Monday, June 29, 2020

Le Monde diplomatique

A superpower undermined by social decay
The cultural sources of black radicalism



by Achille Mbembe


June 1992, online exclusive


‘Malcolm X’ by Spike Lee.
cc.VDO Vault

America is acting surprised at the violence of the recent riots in Los Angeles and at the immense anger that has been expressed, not only by African Americans but by other minorities (Latinos, Asians), too. Unable to look beyond the mostly reassuring image provided by Martin Luther King (a man whom it once had no qualms murdering), over the past twenty years America has chosen not to interest itself in the cultural work unfolding in the ghettos, whose political impact now flows well beyond the confines of black spaces. Indeed, here is one of the nation’s paradoxes: a minority of the population, practically stripped of its rights, can be credited with crucial innovations in the fields of culture, sports and the arts. It thus manages to exercise an influence that is disproportionate to its economic and material means, and to its objective political weight.


Here is one of the nation’s paradoxes: a minority of the population, practically stripped of its rights, can be credited with crucial innovations in the fields of culture, sports and the arts

To understand the deep roots of the new cultural radicalism in people’s minds, it is important to note what distinguishes it from other cultural currents within black communities and the way in which it defines itself with regard to great contemporary societal and political struggles. It especially sets itself apart from the ‘buppie’ (black upwardly mobile professional) wave — that ambitious group which, over the course of the years after desegregation (1965), proved itself determined to reap the fruits of integration by any means necessary. Big names of the black media elite (Bill Cosby, Michael Jackson, Prince, Oprah Winfrey, Eddie Murphy) fit within this trend, as well as those of sports (Michael Jordan, ‘Magic’ Johnson, Carl Lewis). Such artists and cultural figures have been co-opted into the dominant system and wield almost complete financial control over their product, even if the channels of its distribution still evade them.

The logic of co-option has spread to other domains. On a political level, thanks to multiracial coalitions, black mayors have been elected to head up several important cities (David Dinkins in New York, Coleman Young in Detroit, Andrew Young then Maynard Jackson in Atlanta, Tom Bradley in Los Angeles, Wilson Goode in Philadelphia). The same holds true in academic and intellectual fields: a black university elite has increasingly taken its place within institutions once exclusively controlled by whites, notably in law and social theory in general, as in the case of Henry Louis Gates, Jr. and Orlando Patterson at Harvard, Stephen Carter at Yale and the African American intellectuals gathered around the journal Reconstruction (1).

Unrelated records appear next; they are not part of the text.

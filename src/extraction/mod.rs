//! Text extraction: turn a document's raw bytes into cleaned pages.
//!
//! PDFs go through poppler's `pdftotext`, office formats are first rendered to PDF with a headless
//! LibreOffice, and plain text is decoded directly. Raw bytes are staged in a per-call temp
//! directory so concurrent documents never share files.

mod clean;
mod tools;

pub use tools::tool_available;

use crate::config::Config;
use crate::processing::types::{Document, ExtractedText, Page, SourceKind};
use std::ffi::OsStr;
use std::path::{Path, PathBuf};
use std::time::Duration;
use thiserror::Error;
use tools::run_tool;

const PDF_MAGIC: &[u8] = b"%PDF-";
const PAGE_BREAK: char = '\u{000c}';

/// Errors raised while converting a document to text.
#[derive(Debug, Error)]
pub enum ExtractionError {
    /// The document has no bytes.
    #[error("document is empty (0 bytes)")]
    EmptyInput,
    /// The bytes are not a readable document of the declared type.
    #[error("document is corrupt: {0}")]
    Corrupt(String),
    /// The file type is not handled by any converter.
    #[error("unsupported document type: {0}")]
    UnsupportedFormat(String),
    /// The external converter could not be started.
    #[error("external tool '{tool}' could not be started: {source}")]
    ToolMissing {
        /// Program that failed to spawn.
        tool: String,
        /// Spawn error.
        #[source]
        source: std::io::Error,
    },
    /// The external converter exited unsuccessfully.
    #[error("external tool '{tool}' failed (exit status {status:?}): {stderr}")]
    ToolFailed {
        /// Program that failed.
        tool: String,
        /// Exit code, when the process was not killed by a signal.
        status: Option<i32>,
        /// Captured standard error.
        stderr: String,
    },
    /// The external converter did not finish in time.
    #[error("external tool '{tool}' timed out after {after:?}")]
    Timeout {
        /// Program that was killed.
        tool: String,
        /// Configured limit.
        after: Duration,
    },
    /// Conversion succeeded but yielded no text (typically a scanned document).
    #[error("{0} has no extractable text; it appears to be scanned only")]
    NoText(String),
    /// Staging files for the converter failed.
    #[error("I/O error during extraction: {0}")]
    Io(#[from] std::io::Error),
}

/// Converts documents to text through external tooling.
#[derive(Debug, Clone)]
pub struct Extractor {
    pdftotext_bin: String,
    soffice_bin: String,
    timeout: Duration,
}

impl Extractor {
    /// Build an extractor from explicit tool paths and a per-invocation timeout.
    pub fn new(
        pdftotext_bin: impl Into<String>,
        soffice_bin: impl Into<String>,
        timeout: Duration,
    ) -> Self {
        Self {
            pdftotext_bin: pdftotext_bin.into(),
            soffice_bin: soffice_bin.into(),
            timeout,
        }
    }

    /// Build an extractor using the configured tool paths.
    pub fn from_config(config: &Config) -> Self {
        Self::new(
            config.pdftotext_bin.clone(),
            config.soffice_bin.clone(),
            config.extraction_timeout,
        )
    }

    /// Configured `pdftotext` program.
    pub fn pdftotext_bin(&self) -> &str {
        &self.pdftotext_bin
    }

    /// Configured `soffice` program.
    pub fn soffice_bin(&self) -> &str {
        &self.soffice_bin
    }

    /// Extract cleaned, non-empty pages from `document`.
    pub async fn extract(&self, document: &Document) -> Result<ExtractedText, ExtractionError> {
        if document.bytes().is_empty() {
            return Err(ExtractionError::EmptyInput);
        }

        let raw_pages = match document.kind() {
            SourceKind::Pdf => {
                if !document.bytes().starts_with(PDF_MAGIC) {
                    return Err(ExtractionError::Corrupt(format!(
                        "{} does not start with a PDF header",
                        document.file_name()
                    )));
                }
                let staging = tempfile::tempdir()?;
                let pdf_path = stage_bytes(staging.path(), document)?;
                self.pdf_to_pages(&pdf_path).await?
            }
            SourceKind::Office => {
                let staging = tempfile::tempdir()?;
                let source_path = stage_bytes(staging.path(), document)?;
                let pdf_path = self.office_to_pdf(&source_path, staging.path()).await?;
                self.pdf_to_pages(&pdf_path).await?
            }
            SourceKind::PlainText => vec![String::from_utf8_lossy(document.bytes()).into_owned()],
            SourceKind::Unsupported => {
                return Err(ExtractionError::UnsupportedFormat(
                    document.file_name().to_string(),
                ));
            }
        };

        let total = raw_pages.len();
        let mut pages = Vec::with_capacity(total);
        for (index, raw) in raw_pages.iter().enumerate() {
            let number = index as u32 + 1;
            let text = clean::clean_page(raw);
            if text.is_empty() {
                tracing::warn!(
                    doc_id = document.id(),
                    page = number,
                    "Page has no extractable text"
                );
                continue;
            }
            pages.push(Page { number, text });
        }

        let extracted = ExtractedText::from_pages(pages)
            .ok_or_else(|| ExtractionError::NoText(document.file_name().to_string()))?;
        tracing::debug!(
            doc_id = document.id(),
            pages = extracted.pages().len(),
            skipped = total - extracted.pages().len(),
            "Extracted document text"
        );
        Ok(extracted)
    }

    async fn pdf_to_pages(&self, pdf_path: &Path) -> Result<Vec<String>, ExtractionError> {
        let output = run_tool(
            &self.pdftotext_bin,
            [
                OsStr::new("-enc"),
                OsStr::new("UTF-8"),
                OsStr::new("-eol"),
                OsStr::new("unix"),
                pdf_path.as_os_str(),
                OsStr::new("-"),
            ],
            self.timeout,
        )
        .await?;
        Ok(split_pages(&String::from_utf8_lossy(&output.stdout)))
    }

    async fn office_to_pdf(
        &self,
        source_path: &Path,
        out_dir: &Path,
    ) -> Result<PathBuf, ExtractionError> {
        let convert_dir = out_dir.join("converted");
        std::fs::create_dir_all(&convert_dir)?;
        run_tool(
            &self.soffice_bin,
            [
                OsStr::new("--headless"),
                OsStr::new("--norestore"),
                OsStr::new("--convert-to"),
                OsStr::new("pdf"),
                OsStr::new("--outdir"),
                convert_dir.as_os_str(),
                source_path.as_os_str(),
            ],
            self.timeout,
        )
        .await?;

        let stem = source_path
            .file_stem()
            .and_then(|stem| stem.to_str())
            .unwrap_or("document");
        let pdf_path = convert_dir.join(format!("{stem}.pdf"));
        if !pdf_path.exists() {
            return Err(ExtractionError::ToolFailed {
                tool: self.soffice_bin.clone(),
                status: Some(0),
                stderr: format!("no PDF produced for {}", source_path.display()),
            });
        }
        Ok(pdf_path)
    }
}

/// Write the document bytes under `dir`, keeping the original file name for the converters.
fn stage_bytes(dir: &Path, document: &Document) -> Result<PathBuf, ExtractionError> {
    let path = dir.join(sanitize_file_name(document.file_name()));
    std::fs::write(&path, document.bytes())?;
    Ok(path)
}

fn sanitize_file_name(name: &str) -> String {
    let cleaned: String = name
        .chars()
        .map(|c| {
            if c.is_ascii_alphanumeric() || matches!(c, '.' | '-' | '_') {
                c
            } else {
                '_'
            }
        })
        .collect();
    if cleaned.trim_matches('.').is_empty() {
        "document".to_string()
    } else {
        cleaned
    }
}

/// Split `pdftotext` output into pages on form feeds, dropping the trailing empty segment.
fn split_pages(output: &str) -> Vec<String> {
    let mut pages: Vec<String> = output.split(PAGE_BREAK).map(str::to_string).collect();
    if pages.len() > 1 && pages.last().is_some_and(|last| last.trim().is_empty()) {
        pages.pop();
    }
    pages
}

Although it is itself subject to subtle forms of racism and discrimination, this co-opted elite ultimately conceives of its future as being within the system and tries to escape traditional definitions of blackness, while insisting on the multicultural foundations of the American nation. Politically, its debates are closely related to the issue of civil rights and the advantages and pitfalls of affirmative action (2). It is also in these settings that most black neocons can be found, of which Clarence Thomas, the Supreme Court justice, is the prototype.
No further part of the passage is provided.